Every 2 wk following assignment to diets, survival and total tank fish weights were measured to estimate population biomass and to adjust feed ration (fish were fed at ∼6% of body weight per day). At 34 wk, the growth trial was terminated, and all fish were sexed, weighed individually to 0.001 g, and terminal standard body length (measured from tip of snout to the distal end of the caudal peduncle when laid sidewise on a ruler) was recorded to 0.1 mm. Females were ovariectomized and total lipid for the remaining female carcass and intact males (n = 10 per diet) was determined using the Folch lipid extraction optimized for zebrafish (18). Total body moisture was determined by oven-drying carcasses (72 h at 50°C) used for Folch analysis.

Blood glucose

Mixed-sex fish (n = 10) from random tanks of each dietary treatment continued to be fed within their respective treatment protocols for an additional 4 wk (38 wk total). The fish were then monitored for fasting blood glucose as described previously (19). For fasting blood glucose, fish were feed-deprived for a 16-h period and anesthetized using ice water. For postprandial glucose measures, fish were fed a regular ration of assigned diet and allowed to consume the diet for a 30-min period. Blood was collected in heparinized glass pipettes punctured into the region of the dorsal aorta. Glucose concentrations in the samples were determined immediately following blood collections using Amplex Red Glucose Assay (Life Technologies).

RNA isolation

At termination of the feeding trial, males and females (n = 6 of each sex) from the CON, WG, HFCON, and WE dietary treatments had whole livers dissected out, frozen in liquid nitrogen, and transferred to a –80°C freezer for long-term storage. RNA was isolated from tissue using RNeasy™ Lipid Tissue Mini Kit (Qiagen) per the manufacturer's instructions. Purified RNA was subjected to quantification and purity assessment via an Epoch microplate spectrophotometer (BioTek Instruments).

RNA sequencing

Four female samples from the CON and WE dietary treatments were processed for RNA sequencing (RNAseq; Genomics Core Laboratory, Heflin Center for Genomic Sciences, University of Alabama at Birmingham). In brief, quality of the total RNA was assessed using the Agilent 2100 Bioanalyzer. RNA with an RNA Integrity Number (RIN) of 7.0 or above was used for sequencing library preparation using the Agilent SureSelect Strand Specific mRNA library kit as per the manufacturer's instructions (Agilent). Library construction began with ribosome reduction using the NEBNext rRNA depletion kit for human/mouse/rat as described by the manufacturer (New England Biolabs). The resulting RNA was randomly fragmented with cations and heat, which was followed by first-strand synthesis using random primers with inclusion of actinomycin D (2.4 ng/µL final concentration). Second-strand cDNA production was done with standard techniques; the ends of the resulting cDNA were made blunt, A-tailed, and adaptors ligated for amplification and indexing to allow for multiplexing during sequencing. The cDNA libraries were quantitated using RT-PCR in a Roche LightCycler 480 with the Kapa Biosystems kit for Illumina library quantitation (Kapa Biosystems) prior to cluster generation. Cluster generation was performed according to the manufacturer's recommendations for onboard clustering (Illumina). Samples were sequenced to achieve a minimum of 30 million, single-end, 75-bp reads per sample.

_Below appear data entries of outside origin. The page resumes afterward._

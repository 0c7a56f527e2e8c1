//! Domain layer: server configuration schema.

pub mod config;

pub use config::{load_config, ChannelEntry, ConfigError, ServerConfig, TimingConfig};
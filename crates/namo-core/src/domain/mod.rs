//! Pure domain types with no OS dependencies.

pub mod channel;

pub use channel::{parse_line_settings, ChannelSettings, DataBits, Parity, SettingsError, StopBits};
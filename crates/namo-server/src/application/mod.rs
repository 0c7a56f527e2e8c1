//! Application layer: the bridge between serial links and TCP peers.

pub mod bridge;

pub use bridge::{Bridge, BridgeError};
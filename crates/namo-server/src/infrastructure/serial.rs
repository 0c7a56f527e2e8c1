//! Serial transport backed by tokio-serial.
//!
//! Translates the domain line settings into the serial port builder and
//! opens a [`SerialStream`] in non-blocking (async) mode.  All I/O after
//! the open goes through the [`LinkStream`] trait, so the rest of the
//! link session is transport-agnostic.

use std::io;

use async_trait::async_trait;
use tokio_serial::{SerialPortBuilderExt, SerialStream};
use tracing::debug;

use namo_core::{ChannelSettings, DataBits, Parity, StopBits};

use super::link::{LinkStream, LinkTransport};

/// Opens one configured serial port.
pub struct SerialLinkTransport {
    settings: ChannelSettings,
}

impl SerialLinkTransport {
    pub fn new(settings: ChannelSettings) -> Self {
        Self { settings }
    }
}

#[async_trait]
impl LinkTransport for SerialLinkTransport {
    async fn open(&self) -> io::Result<Box<dyn LinkStream>> {
        let builder = tokio_serial::new(self.settings.name.as_str(), self.settings.baud)
            .data_bits(map_data_bits(self.settings.data_bits))
            .parity(map_parity(self.settings.parity))
            .stop_bits(map_stop_bits(self.settings.stop_bits));

        let stream: SerialStream = builder
            .open_native_async()
            .map_err(|e| io::Error::new(io::ErrorKind::Other, e))?;

        debug!(
            "opened serial port {} at {} baud",
            self.settings.name, self.settings.baud
        );
        Ok(Box::new(stream))
    }
}

/// Lists the serial ports visible on this system, for startup diagnostics.
pub fn available_ports() -> Vec<String> {
    tokio_serial::available_ports()
        .map(|ports| ports.into_iter().map(|p| p.port_name).collect())
        .unwrap_or_default()
}

fn map_data_bits(bits: DataBits) -> tokio_serial::DataBits {
    match bits {
        DataBits::Five => tokio_serial::DataBits::Five,
        DataBits::Six => tokio_serial::DataBits::Six,
        DataBits::Seven => tokio_serial::DataBits::Seven,
        DataBits::Eight => tokio_serial::DataBits::Eight,
    }
}

fn map_parity(parity: Parity) -> tokio_serial::Parity {
    match parity {
        Parity::None => tokio_serial::Parity::None,
        Parity::Even => tokio_serial::Parity::Even,
        Parity::Odd => tokio_serial::Parity::Odd,
        // The serialport crate models only N/E/O; mark and space parity
        // are accepted in configuration but mapped to the nearest
        // supported mode at open time.
        Parity::Mark | Parity::Space => tokio_serial::Parity::None,
    }
}

fn map_stop_bits(bits: StopBits) -> tokio_serial::StopBits {
    match bits {
        StopBits::One => tokio_serial::StopBits::One,
        StopBits::Two => tokio_serial::StopBits::Two,
    }
}

// ── Tests ─────────────────────────────────────────────────────────────────────

#[cfg(test)]
mod tests {
    use super::*;

    #[test]
    fn test_open_missing_port_fails_without_panicking() {
        let settings =
            ChannelSettings::from_descriptor("/dev/namo-test-no-such-port", 9600, "8N1").unwrap();
        let transport = SerialLinkTransport::new(settings);

        let rt = tokio::runtime::Runtime::new().unwrap();
        let result = rt.block_on(transport.open());
        assert!(result.is_err(), "opening a nonexistent port must fail");
    }

    #[test]
    fn test_data_bits_mapping_is_exhaustive() {
        assert_eq!(
            map_data_bits(DataBits::Five),
            tokio_serial::DataBits::Five
        );
        assert_eq!(
            map_data_bits(DataBits::Eight),
            tokio_serial::DataBits::Eight
        );
    }

    #[test]
    fn test_stop_bits_mapping() {
        assert_eq!(map_stop_bits(StopBits::One), tokio_serial::StopBits::One);
        assert_eq!(map_stop_bits(StopBits::Two), tokio_serial::StopBits::Two);
    }

    #[test]
    fn test_available_ports_does_not_panic() {
        // The list may be empty on CI machines; the call itself must not fail.
        let _ports = available_ports();
    }
}
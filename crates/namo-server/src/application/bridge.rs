//! Bridge: the channel registry and message fan-out.
//!
//! The bridge owns the map of serial channels by name.  The map is built
//! from static configuration at startup and passed through constructors;
//! there is no ambient global registry.  Outbound sends look up the named
//! channel (or fan out to all of them); inbound frames from every link
//! fan out to subscribers through a broadcast channel.
//!
//! # Fan-out semantics
//!
//! `subscribe()` hands out an independent receiver per subscriber.
//! Delivery is at-most-once with no cross-subscriber ordering guarantee:
//! a subscriber that falls behind loses the oldest messages rather than
//! stalling the producing read pump.  Within a single channel, frames are
//! published in the order they came off the wire.

use std::collections::HashMap;
use std::sync::Arc;

use thiserror::Error;
use tokio::sync::broadcast;
use tracing::{debug, info};

use namo_core::Frame;

use crate::infrastructure::link::{
    spawn_link, InboundMessage, LinkConfig, LinkHandle, LinkState, LinkTransport,
};

/// Messages buffered per subscriber before the oldest are dropped.
const FANOUT_CAPACITY: usize = 256;

/// Error type for bridge send operations.
#[derive(Debug, Error, PartialEq, Eq)]
pub enum BridgeError {
    /// The named channel is not configured.  Reported to the caller,
    /// never fatal.
    #[error("Port {0} not found.")]
    ChannelNotFound(String),
}

/// The bridge between serial links and everything else.
pub struct Bridge {
    links: HashMap<String, LinkHandle>,
    link_config: LinkConfig,
    inbound_tx: broadcast::Sender<InboundMessage>,
}

impl Bridge {
    /// Creates an empty bridge; channels are added during startup.
    pub fn new(link_config: LinkConfig) -> Self {
        let (inbound_tx, _) = broadcast::channel(FANOUT_CAPACITY);
        Self {
            links: HashMap::new(),
            link_config,
            inbound_tx,
        }
    }

    /// Registers a channel and spawns its link session.
    ///
    /// Idempotent per name: re-adding an existing name is a no-op and the
    /// existing session is not replaced.
    pub fn add_channel(&mut self, name: impl Into<String>, transport: Arc<dyn LinkTransport>) {
        let name = name.into();
        if self.links.contains_key(&name) {
            debug!("channel {name} already registered; ignoring");
            return;
        }
        info!("adding channel {name}");
        let handle = spawn_link(
            name.clone(),
            transport,
            self.link_config.clone(),
            self.inbound_tx.clone(),
        );
        self.links.insert(name, handle);
    }

    /// Returns a fresh subscription to the inbound message stream.
    pub fn subscribe(&self) -> broadcast::Receiver<InboundMessage> {
        self.inbound_tx.subscribe()
    }

    /// Enqueues a frame on the named channel.
    ///
    /// Queueing never blocks and succeeds regardless of the channel's
    /// connection state.
    ///
    /// # Errors
    ///
    /// Returns [`BridgeError::ChannelNotFound`] when no such channel is
    /// configured.
    pub fn send(&self, channel: &str, frame: Frame) -> Result<(), BridgeError> {
        match self.links.get(channel) {
            Some(link) => {
                link.enqueue(frame);
                Ok(())
            }
            None => Err(BridgeError::ChannelNotFound(channel.to_string())),
        }
    }

    /// Enqueues a copy of the frame on every configured channel.
    pub fn broadcast(&self, frame: Frame) {
        for link in self.links.values() {
            link.enqueue(frame.clone());
        }
    }

    /// Read-only connection state of a channel, if configured.
    pub fn channel_state(&self, channel: &str) -> Option<LinkState> {
        self.links.get(channel).map(|link| link.state())
    }

    /// Names of all configured channels.
    pub fn channel_names(&self) -> Vec<&str> {
        self.links.keys().map(String::as_str).collect()
    }

    /// Stops every link session, force-closing open transports.
    pub fn shutdown(&self) {
        for link in self.links.values() {
            link.shutdown();
        }
    }
}

// ── Tests ─────────────────────────────────────────────────────────────────────
//! Newline-delimited TCP text protocol spoken between the hub and its
//! peers.
//!
//! Client → server, one command per line:
//!
//! ```text
//! HEARTBEAT
//! QUIT
//! TEXT   <channel> <key> <value…>
//! BINARY <channel> <key> <hex>
//! CSV    <channel> <key> <count>,<delayMultiplier>
//! ```
//!
//! Server → client: the welcome banner, `HEARTBEAT` probes,
//! `RECEIVED {TEXT|BINARY} <channel> <key> <payload>` publish lines
//! (BINARY payload as uppercase hex, no separators), `ERROR: …` replies,
//! and `Goodbye!` on QUIT.
//!
//! Parsing and formatting live together here so the server's hub and the
//! remote client agree on the grammar by construction.

use std::fmt;

use thiserror::Error;

use crate::protocol::codec::{Frame, FrameType};

/// Banner sent to every peer immediately after accept.
pub const WELCOME_LINE: &str = "Welcome to NAMO Serial Server!";

/// Liveness probe/response line, identical in both directions.
pub const HEARTBEAT_LINE: &str = "HEARTBEAT";

/// Farewell line sent in response to QUIT.
pub const GOODBYE_LINE: &str = "Goodbye!";

/// Marker prefix of publish lines rebroadcast to every peer.
pub const RECEIVED_PREFIX: &str = "RECEIVED";

/// Fixed frame key used for CSV-converted payloads, regardless of the
/// key supplied by the caller.
pub const CSV_FORWARD_KEY: &str = "LED_TOGGLE";

/// Errors produced while parsing a peer command line.
///
/// All of these are reported back to the offending peer as an
/// `ERROR: …` line; the session continues.
#[derive(Debug, Error, PartialEq, Eq)]
pub enum CommandError {
    #[error("Invalid command format. Expected 4 tokens minimum.")]
    Format,

    #[error("Unrecognized command {0:?}. Use TEXT, BINARY, or CSV.")]
    UnknownVerb(String),

    #[error("Hex string must have an even number of characters")]
    OddHexLength,

    #[error("Invalid hex digit {0:?}")]
    InvalidHex(char),

    #[error("CSV format invalid. Expected format: toggleCount,delayMultiplier")]
    CsvFormat,

    #[error("CSV field {0} out of range (each field must fit in one byte, 0-255)")]
    CsvRange(i64),
}

/// One parsed peer command.
#[derive(Debug, Clone, PartialEq, Eq)]
pub enum Command {
    /// Refreshes the peer's liveness timestamp; no other effect.
    Heartbeat,
    /// Ends the session after a farewell line.
    Quit,
    /// Forwards the raw value bytes as a TEXT frame.
    SendText {
        channel: String,
        key: String,
        value: String,
    },
    /// Forwards hex-decoded bytes as a BINARY frame.
    SendBinary {
        channel: String,
        key: String,
        payload: Vec<u8>,
    },
    /// Forwards a fixed 2-byte BINARY payload `{count, delay}` under
    /// [`CSV_FORWARD_KEY`].  The caller-supplied key is carried for
    /// round-trip formatting but is not used for the frame.
    SendCsv {
        channel: String,
        key: String,
        count: u8,
        delay_multiplier: u8,
    },
}

impl Command {
    /// Builds the frame a send command produces, or `None` for
    /// `Heartbeat`/`Quit`.
    pub fn to_frame(&self) -> Option<Frame> {
        match self {
            Command::Heartbeat | Command::Quit => None,
            Command::SendText { key, value, .. } => Some(Frame::text(key.clone(), value.clone())),
            Command::SendBinary { key, payload, .. } => {
                Some(Frame::binary(key.clone(), payload.clone()))
            }
            Command::SendCsv {
                count,
                delay_multiplier,
                ..
            } => Some(Frame::binary(CSV_FORWARD_KEY, vec![*count, *delay_multiplier])),
        }
    }

    /// Target channel of a send command, or `None` for `Heartbeat`/`Quit`.
    pub fn channel(&self) -> Option<&str> {
        match self {
            Command::Heartbeat | Command::Quit => None,
            Command::SendText { channel, .. }
            | Command::SendBinary { channel, .. }
            | Command::SendCsv { channel, .. } => Some(channel),
        }
    }
}

impl fmt::Display for Command {
    /// Renders the client → server wire form of the command.
    fn fmt(&self, f: &mut fmt::Formatter<'_>) -> fmt::Result {
        match self {
            Command::Heartbeat => f.write_str(HEARTBEAT_LINE),
            Command::Quit => f.write_str("QUIT"),
            Command::SendText {
                channel,
                key,
                value,
            } => write!(f, "TEXT {channel} {key} {value}"),
            Command::SendBinary {
                channel,
                key,
                payload,
            } => write!(f, "BINARY {channel} {key} {}", encode_hex(payload)),
            Command::SendCsv {
                channel,
                key,
                count,
                delay_multiplier,
            } => write!(f, "CSV {channel} {key} {count},{delay_multiplier}"),
        }
    }
}

// ── Parsing ───────────────────────────────────────────────────────────────────

/// Parses one peer line into a [`Command`].
///
/// `HEARTBEAT` matches exactly (after trimming); `QUIT` is
/// case-insensitive.  Everything else is split into at most four tokens
/// `{VERB, channel, key, value}`; the value keeps any embedded spaces.
///
/// # Errors
///
/// Returns a [`CommandError`] describing the first problem found; the
/// caller reports it to the peer and continues.
pub fn parse_command(line: &str) -> Result<Command, CommandError> {
    let line = line.trim();
    if line == HEARTBEAT_LINE {
        return Ok(Command::Heartbeat);
    }
    if line.eq_ignore_ascii_case("QUIT") {
        return Ok(Command::Quit);
    }

    let mut tokens = line.splitn(4, ' ');
    let verb = tokens.next().unwrap_or_default();
    let channel = tokens.next().unwrap_or_default();
    let key = tokens.next().unwrap_or_default();
    let value = tokens.next().unwrap_or_default();
    if verb.is_empty() || channel.is_empty() || key.is_empty() || value.is_empty() {
        return Err(CommandError::Format);
    }

    match verb.to_ascii_uppercase().as_str() {
        "TEXT" => Ok(Command::SendText {
            channel: channel.to_string(),
            key: key.to_string(),
            value: value.to_string(),
        }),
        "BINARY" => Ok(Command::SendBinary {
            channel: channel.to_string(),
            key: key.to_string(),
            payload: decode_hex(value)?,
        }),
        "CSV" => {
            let (count, delay_multiplier) = parse_csv_pair(value)?;
            Ok(Command::SendCsv {
                channel: channel.to_string(),
                key: key.to_string(),
                count,
                delay_multiplier,
            })
        }
        _ => Err(CommandError::UnknownVerb(verb.to_string())),
    }
}

/// Parses the CSV value `"count,delayMultiplier"` into two bytes.
///
/// Values outside `0..=255` are rejected with [`CommandError::CsvRange`]
/// rather than silently truncated.
fn parse_csv_pair(value: &str) -> Result<(u8, u8), CommandError> {
    let mut parts = value.split(',');
    let count = parse_csv_byte(parts.next())?;
    let delay = parse_csv_byte(parts.next())?;
    Ok((count, delay))
}

fn parse_csv_byte(part: Option<&str>) -> Result<u8, CommandError> {
    let n: i64 = part
        .ok_or(CommandError::CsvFormat)?
        .trim()
        .parse()
        .map_err(|_| CommandError::CsvFormat)?;
    u8::try_from(n).map_err(|_| CommandError::CsvRange(n))
}

// ── Hex helpers ───────────────────────────────────────────────────────────────

/// Decodes a hex string into bytes.  Whitespace is ignored; an odd number
/// of digits or a non-hex character is an error.
pub fn decode_hex(hex: &str) -> Result<Vec<u8>, CommandError> {
    let compact: Vec<char> = hex.chars().filter(|c| !c.is_whitespace()).collect();
    if compact.len() % 2 != 0 {
        return Err(CommandError::OddHexLength);
    }
    let mut bytes = Vec::with_capacity(compact.len() / 2);
    for pair in compact.chunks(2) {
        let hi = pair[0]
            .to_digit(16)
            .ok_or(CommandError::InvalidHex(pair[0]))?;
        let lo = pair[1]
            .to_digit(16)
            .ok_or(CommandError::InvalidHex(pair[1]))?;
        bytes.push(((hi << 4) | lo) as u8);
    }
    Ok(bytes)
}

/// Encodes bytes as uppercase hex with no separators.
pub fn encode_hex(bytes: &[u8]) -> String {
    bytes.iter().map(|b| format!("{b:02X}")).collect()
}

// ── Server line formatting ────────────────────────────────────────────────────

/// Formats the publish line rebroadcast to every peer for one inbound
/// frame.
pub fn format_received(channel: &str, frame: &Frame) -> String {
    match frame.frame_type {
        FrameType::Text => format!(
            "{RECEIVED_PREFIX} TEXT {channel} {} {}",
            frame.key,
            String::from_utf8_lossy(&frame.value)
        ),
        FrameType::Binary => format!(
            "{RECEIVED_PREFIX} BINARY {channel} {} {}",
            frame.key,
            encode_hex(&frame.value)
        ),
    }
}

// ── Tests ─────────────────────────────────────────────────────────────────────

Quality of the sequencing reads was assessed using FastQC (version 0.11.8) (20) and the data were filtered for quality and rRNA contamination using Trimmomatic (version 0.36) (21). Sequences were aligned to the Ensembl zebrafish reference genome (GRCz11) using the full annotated (49 K genes) gtf file. Individual gene counts were obtained for each sample using the quantMode feature of the STAR aligner (version 2.5.2b) (22), with an average 76.5% of the total reads per sample uniquely mapping. The final read depth across all samples was ∼20–23 million reads per sample and the gene counts from these reads were used for differential gene expression analysis using DESeq2 (version 1.22.2) (23) and methods similar to those published previously by Harris et al. (24). For validation purposes, independent RNAseq analysis was performed by Sunil K Singh at the University of Iowa and used methods similar to those listed above, with the exception that the featureCounts (25) tool was used to count mapped reads per transcript. Principal component analysis (PCA) and Pearson correlation plots were made using the pcaExplorer tool (26).

Real-time PCR

For real-time PCR validation, cDNA was synthesized using a High-Capacity cDNA Reverse Transcription Kit (Applied Biosystems) as per the manufacturer's instructions, with a starting amount of 5 μg total RNA in a 100-μL reaction run on a SimpliAmp™ Thermal Cycler (Applied Biosystems). The cDNA was diluted to 1:20 and 5 μL was used for a 20-μL total reaction using TaqMan™ Fast Advanced Master Mix (Applied Biosystems) and MicroAmp™ Fast Optical 96-Well Reaction Plates (Applied Biosystems). Gene-specific TaqMan primers were purchased from ThermoFisher (assay IDs: rpl13a-Dr03101114_gl, ucp2-Dr03125005_m1, elovl5-Dr03094287_m1, and gpx4a-Proprietary). Forty RT-PCR cycles were run on a QuantStudio 3 Real-Time PCR System and results analyzed with QuantStudio™ Design & Analysis Software version 1.5.1 using ribosomal protein L13a (rpl13a) as the housekeeping gene (Applied Biosystems).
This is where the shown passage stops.